1 18 oz jar of Garbanzo Beans

10 oz Spinach, washed well

2 thick slices of day old Bread, crusts removed and cut into cubes

15 blanched unsalted Marcona Almonds

1/4 cup Tomato Sauce

3 Garlic Cloves, chopped

Extra Virgin Olive Oil

1 tsp ground Cumin

Ground Cayenne Pepper, to taste


2 TB Sherry vinegar (or red wine vinegar if sherry vinegar is hard to come by)

Ground cayenne pepper (to taste)

Smoked Spanish paprika (I use pimentón dulce, but you could also use pimentón picante)
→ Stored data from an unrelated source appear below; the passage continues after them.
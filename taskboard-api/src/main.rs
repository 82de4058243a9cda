//! # Taskboard API Server
//!
//! HTTP server for the Taskboard project/task management service.
//!
//! ## Startup
//!
//! 1. Load configuration from the environment (and `.env`)
//! 2. Open the SQLite pool and apply migrations
//! 3. Pick the session store (Redis when `REDIS_URL` is set, else in-memory)
//! 4. Configure the AI provider when `OPENAI_API_KEY` is set
//! 5. Serve until Ctrl-C
//!
//! ## Usage
//!
//! ```bash
//! SECRET_KEY=$(openssl rand -hex 32) cargo run -p taskboard-api
//! ```

use std::sync::Arc;

use taskboard_api::{
    app::{build_router, AppState},
    config::Config,
};
use taskboard_shared::{
    ai::{OpenAiConfig, OpenAiGenerator},
    db::{
        migrations::run_migrations,
        pool::{close_pool, create_pool, DatabaseConfig},
    },
    redis::{client::sanitize_url, RedisClient, RedisConfig},
    session::{MemorySessionStore, RedisSessionStore, SessionStore},
};
use tracing_subscriber::{layer::SubscriberExt, util::SubscriberInitExt};

#[tokio::main]
async fn main() -> anyhow::Result<()> {
    init_tracing();

    tracing::info!(
        "Taskboard API Server v{} starting...",
        env!("CARGO_PKG_VERSION")
    );

    let config = Config::from_env()?;

    let pool = create_pool(DatabaseConfig {
        url: config.database.url.clone(),
        max_connections: config.database.max_connections,
        ..Default::default()
    })
    .await?;
    run_migrations(&pool).await?;

    let sessions: Arc<dyn SessionStore> = match &config.session.redis_url {
        Some(url) => {
            tracing::info!(url = %sanitize_url(url), "Using Redis session store");
            let client = RedisClient::new(RedisConfig::new(url.clone())).await?;
            Arc::new(RedisSessionStore::new(client))
        }
        None => {
            tracing::info!("Using in-memory session store");
            Arc::new(MemorySessionStore::new())
        }
    };

    let generator = match &config.ai {
        Some(ai) => {
            tracing::info!(model = %ai.model, "AI description generation enabled");
            Some(OpenAiGenerator::new(OpenAiConfig {
                api_key: ai.api_key.clone(),
                base_url: ai.base_url.clone(),
                model: ai.model.clone(),
                max_tokens: ai.max_tokens,
            })?)
        }
        None => {
            tracing::info!("AI description generation disabled (OPENAI_API_KEY not set)");
            None
        }
    };

    let bind_address = config.bind_address();
    let mut state = AppState::new(pool.clone(), config, sessions);
    if let Some(generator) = generator {
        state = state.with_ai(Arc::new(generator));
    }

    let app = build_router(state);

    let listener = tokio::net::TcpListener::bind(&bind_address).await?;
    tracing::info!("Server listening on http://{}", bind_address);

    axum::serve(listener, app)
        .with_graceful_shutdown(shutdown_signal())
        .await?;

    close_pool(pool).await;
    tracing::info!("Server stopped");

    Ok(())
}

/// Installs the global subscriber
///
/// `RUST_LOG` overrides the default filter; `LOG_FORMAT=json` switches to
/// JSON lines.
fn init_tracing() {
    let filter = tracing_subscriber::EnvFilter::try_from_default_env()
        .unwrap_or_else(|_| "taskboard_api=debug,taskboard_shared=info,tower_http=debug".into());

    let json = std::env::var("LOG_FORMAT")
        .map(|format| format.eq_ignore_ascii_case("json"))
        .unwrap_or(false);

    let registry = tracing_subscriber::registry().with(filter);
    if json {
        registry.with(tracing_subscriber::fmt::layer().json()).init();
    } else {
        registry.with(tracing_subscriber::fmt::layer()).init();
    }
}

async fn shutdown_signal() {
    if let Err(e) = tokio::signal::ctrl_c().await {
        tracing::error!("Failed to listen for shutdown signal: {}", e);
        return;
    }
    tracing::info!("Shutdown signal received, draining connections...");
}
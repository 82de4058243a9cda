/// Session tokens and signed cookie values
///
/// A session is identified by an opaque random token stored server-side (see
/// [`crate::session`]). The browser only ever receives the token together
/// with an HMAC-SHA256 signature over it, so a cookie that was not issued by
/// this server is rejected before the session store is consulted.
///
/// - **Token**: 32 random base62 characters
/// - **Cookie value**: `{token}.{hex(hmac_sha256(secret, token))}`
///
/// # Example
///
/// ```
/// use taskboard_shared::auth::session::{generate_session_token, sign_token, verify_signed_token};
///
/// let secret = "a-secret-key-of-at-least-32-bytes!!";
/// let token = generate_session_token();
/// let cookie = sign_token(&token, secret);
///
/// assert_eq!(verify_signed_token(&cookie, secret), Some(token));
/// assert_eq!(verify_signed_token("forged.value", secret), None);
/// ```

use hmac::{Hmac, Mac};
use rand::Rng;
use sha2::Sha256;

type HmacSha256 = Hmac<Sha256>;

/// Length of a session token (characters)
pub const SESSION_TOKEN_LENGTH: usize = 32;

const TOKEN_CHARSET: &[u8] = b"ABCDEFGHIJKLMNOPQRSTUVWXYZabcdefghijklmnopqrstuvwxyz0123456789";

/// Generates a new random session token
pub fn generate_session_token() -> String {
    let mut rng = rand::thread_rng();

    (0..SESSION_TOKEN_LENGTH)
        .map(|_| {
            let idx = rng.gen_range(0..TOKEN_CHARSET.len());
            TOKEN_CHARSET[idx] as char
        })
        .collect()
}

/// Checks that a token has the shape produced by [`generate_session_token`]
pub fn is_valid_token_format(token: &str) -> bool {
    token.len() == SESSION_TOKEN_LENGTH && token.chars().all(|c| c.is_ascii_alphanumeric())
}

fn mac(secret: &str) -> HmacSha256 {
    HmacSha256::new_from_slice(secret.as_bytes()).expect("HMAC can take key of any size")
}

/// Produces the cookie value for `token`
pub fn sign_token(token: &str, secret: &str) -> String {
    let mut mac = mac(secret);
    mac.update(token.as_bytes());
    let signature = hex::encode(mac.finalize().into_bytes());

    format!("{}.{}", token, signature)
}

/// Extracts the token from a cookie value if its signature is valid
///
/// Signature comparison is constant-time.
pub fn verify_signed_token(value: &str, secret: &str) -> Option<String> {
    let (token, signature) = value.split_once('.')?;
    if !is_valid_token_format(token) {
        return None;
    }

    let signature = hex::decode(signature).ok()?;

    let mut mac = mac(secret);
    mac.update(token.as_bytes());
    mac.verify_slice(&signature).ok()?;

    Some(token.to_string())
}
Coat a large saucepan with extra virgin olive oil (about 2TB) and heat to medium high.  Before the oil gets too hot, add the spinach (in batches if necessary). Sauté the spinach until just wilted and remove to strain in a colander.  Re-coat the pan with olive oil and add in the bread cubes and raw almonds.  Fry until the bread and almonds are browned and crispy on each side.  Add the chopped garlic, cumin, cayenne and black pepper and sauté for a couple of minutes, until the garlic is fragrant and turning brown.  Transfer the ingredients to a blender/food processor and add the sherry vinegar.  Blend the ingredients together until you have a thick paste (don't over blend and make it gooey).  Return the paste to the saucepan and add your garbanzo beans and tomato sauce.  Stir gently until the chickpeas are fully coated by the sauce and add a bit of water to thin things out.  Add the spinach and stir gently until it is evenly incorporated and hot.  Season with salt and pepper.  Once plated, drizzle a swirl of extra virgin olive oil on top of each dish, then sprinkle a small amount of smoked Spanish paprika on top.